FALTA UMA PEC


Vive-se um momento de passar tudo a limpo. Nada parece de acordo com os interesses e as visões do mundo contemporâneo. Avançou-se muito em todos os campos.
Há uma verdadeira avalancha de novidades. Durante séculos, a estabilidade era a normalidade. Hoje, as mudanças indicam o sinal dos tempos.
As religiões passam por aggiornaménti. Os costumes por alterações profundas. As leis por mudanças. A Justiça por busca de aperfeiçoamentos. A medicina conhece avanços.
Se um dia na antiguidade o filósofo afirmou que nada é estático, hoje a afirmação tornou-se realidade. Tudo é dinâmico. Tudo se move. As alterações de todos os matizes mostram-se usuais.
Os princípios políticos gerados no correr dos séculos, um dia apontados com imutáveis, tornaram-se motivo de reflexão e crítica. Nada é intocável. Tudo pode ser aperfeiçoado.
Ensinaram os antigos – e isto se tornou uma verdade doutrinária – que os poderes devem ser separados. Cada função do Estado necessita ser concretizada por órgãos diversos e autônomos.
Só assim se atingiriam a eficiência administrativa e – o mais importante – a possibilidade de fiscalização mútua e, portanto, recíproca, entre os poderes do Estado.
A sábia visão surgiu com o inglês John Locke e se difundiu de maneira universal pela lição de Montesquieu.

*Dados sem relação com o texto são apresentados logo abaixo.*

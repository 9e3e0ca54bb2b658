//! Outgoing request types

mod api_request;
mod method;

pub use api_request::ApiRequest;
pub use method::HttpMethod;
// A52
// Copyright (c) 2026 The Project A52 Developers.
//
// This Source Code Form is subject to the terms of the Mozilla Public
// License, v. 2.0. If a copy of the MPL was not distributed with this
// file, You can obtain one at https://mozilla.org/MPL/2.0/.


//! Byte and bit sources for the bitstream parsers.
//!
//! Anything that yields bytes implements [`ReadBytes`]: a borrowed slice ([`BufReader`]), a
//! buffered [`std::io::Read`] ([`SourceStream`]), or a length-limited view over another source
//! ([`ScopedStream`]). Bit-level parsing borrows a byte source through [`BitStreamLtr`], or reads
//! a slice directly through [`BitReaderLtr`].
//!
//! A decoder never owns its byte source. The host lends one for every call, so a single input can
//! feed several decoders or be inspected between frames.

use std::io;

mod bit;
mod buf_reader;
mod scoped_stream;
mod source_stream;

pub use bit::*;
pub use buf_reader::BufReader;
pub use scoped_stream::ScopedStream;
pub use source_stream::{SourceStream, SourceStreamOptions};

/// A source of bytes with a running position.
///
/// AC-3 is a big-endian format, so only big-endian helpers are provided.
pub trait ReadBytes {
    /// Reads the next byte.
    fn read_byte(&mut self) -> io::Result<u8>;

    /// Reads the next two bytes in stream order.
    fn read_double_bytes(&mut self) -> io::Result<[u8; 2]>;

    /// Copies as many bytes as are readily available into `buf`, returning the count. Zero means
    /// the source is exhausted.
    fn read_buf(&mut self, buf: &mut [u8]) -> io::Result<usize>;

    /// Discards `count` bytes.
    fn ignore_bytes(&mut self, count: u64) -> io::Result<()>;

    /// Number of bytes consumed from the source so far.
    fn pos(&self) -> u64;

    /// Fills `buf` completely, failing with [`io::ErrorKind::UnexpectedEof`] if the source runs
    /// dry first.
    fn read_buf_exact(&mut self, mut buf: &mut [u8]) -> io::Result<()> {
        while !buf.is_empty() {
            match self.read_buf(buf)? {
                0 => return Err(io::Error::new(io::ErrorKind::UnexpectedEof, "end of stream")),
                n => buf = &mut buf[n..],
            }
        }
        Ok(())
    }

    #[inline(always)]
    fn read_u8(&mut self) -> io::Result<u8> {
        self.read_byte()
    }

    /// Reads a big-endian `u16`, e.g. the sync word.
    #[inline(always)]
    fn read_be_u16(&mut self) -> io::Result<u16> {
        self.read_double_bytes().map(u16::from_be_bytes)
    }
}

impl<R: ReadBytes> ReadBytes for &mut R {
    #[inline(always)]
    fn read_byte(&mut self) -> io::Result<u8> {
        R::read_byte(self)
    }

    #[inline(always)]
    fn read_double_bytes(&mut self) -> io::Result<[u8; 2]> {
        R::read_double_bytes(self)
    }

    #[inline(always)]
    fn read_buf(&mut self, buf: &mut [u8]) -> io::Result<usize> {
        R::read_buf(self, buf)
    }

    #[inline(always)]
    fn ignore_bytes(&mut self, count: u64) -> io::Result<()> {
        R::ignore_bytes(self, count)
    }

    #[inline(always)]
    fn pos(&self) -> u64 {
        R::pos(self)
    }
}

/// A source whose total length is known up front.
pub trait FiniteStream {
    /// Total length in bytes.
    fn byte_len(&self) -> u64;

    /// Bytes consumed so far.
    fn bytes_read(&self) -> u64;

    /// Bytes left to consume.
    fn bytes_available(&self) -> u64;
}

Hoje, nesta época de tantas mutações, ninguém debate a importância da divisão dos poderes do Estado.
Assim é. No entanto, aqui, em terras tropicais, ainda perdura um vício, originário de outras plagas, que indica invasão promíscua de um poder em outro poder.
Esta invasão torna o poder invadido presa fácil dos interesses e egoísmo do outro poder. Aí estão as famigeradas listas tríplices de indicação de magistrados para ocupar postos nas Cortes superiores pelo chamado quinto dos tribunais.
Toda vez que os tribunais enviam ao Executivo estas indicações, para que ocorra a escolha, verifica-se uma corrida diabólica em busca da nomeação. Movimentam-se políticos, amigos, correligionários e quem mais puder.
O chefe do Executivo, por sua vez, torna-se um poderoso senhor de engenho de cutelo. Decide sobre a vida de uma pessoa – muitas vezes por meros motivos subjetivos – e se imiscui em outro Poder.
Os créditos e débitos serão contabilizados e, através dos anos, o novo magistrado torna-se devedor moral por mais independente e honrado que possa ser.
O mesmo se dá no cenário do Ministério Público. Esta instituição, tão analisada nos últimos meses, vota livremente para a escolha de seu Procurador Geral. Contudo, após eleição interna e entre pares, lista tríplice segue para o Executivo.
Aqui, também, registra-se a interferência indevida no corpo do Ministério Público. Este deve ser independente de maneira plena para preservar suas atuais atribuições.
Quando o Executivo é quem escolhe, em lista tríplice, há clara interferência de um órgão – que deverá ser fiscalizado – no interior do agente fiscalizador.
Um equívoco que, aqui e ali, em determinados momentos, parece expresso no envolvimento do Chefe do Executivo em atos e atitudes de membros do parquet.
Os exemplos são muitos outros. As listas tríplices para escolha de reitores das universidades que sempre produzem mal estar. A própria indicação pelo Presidente da República dos ministros do Supremo Tribunal Federal.
Já é hora deste tema – interferência do Executivo em outros órgãos – ser examinado com profundidade. Como está não pode permanecer. Toda lista tríplice ou indicação gera uma tormenta política e moral.
Com tantas PECs – Proposta de Emenda Constitucional – em andamento, uma a mais não fará diferença. Trata-se da melhoria das práticas atinentes à moralidade administrativa, um princípio constitucional.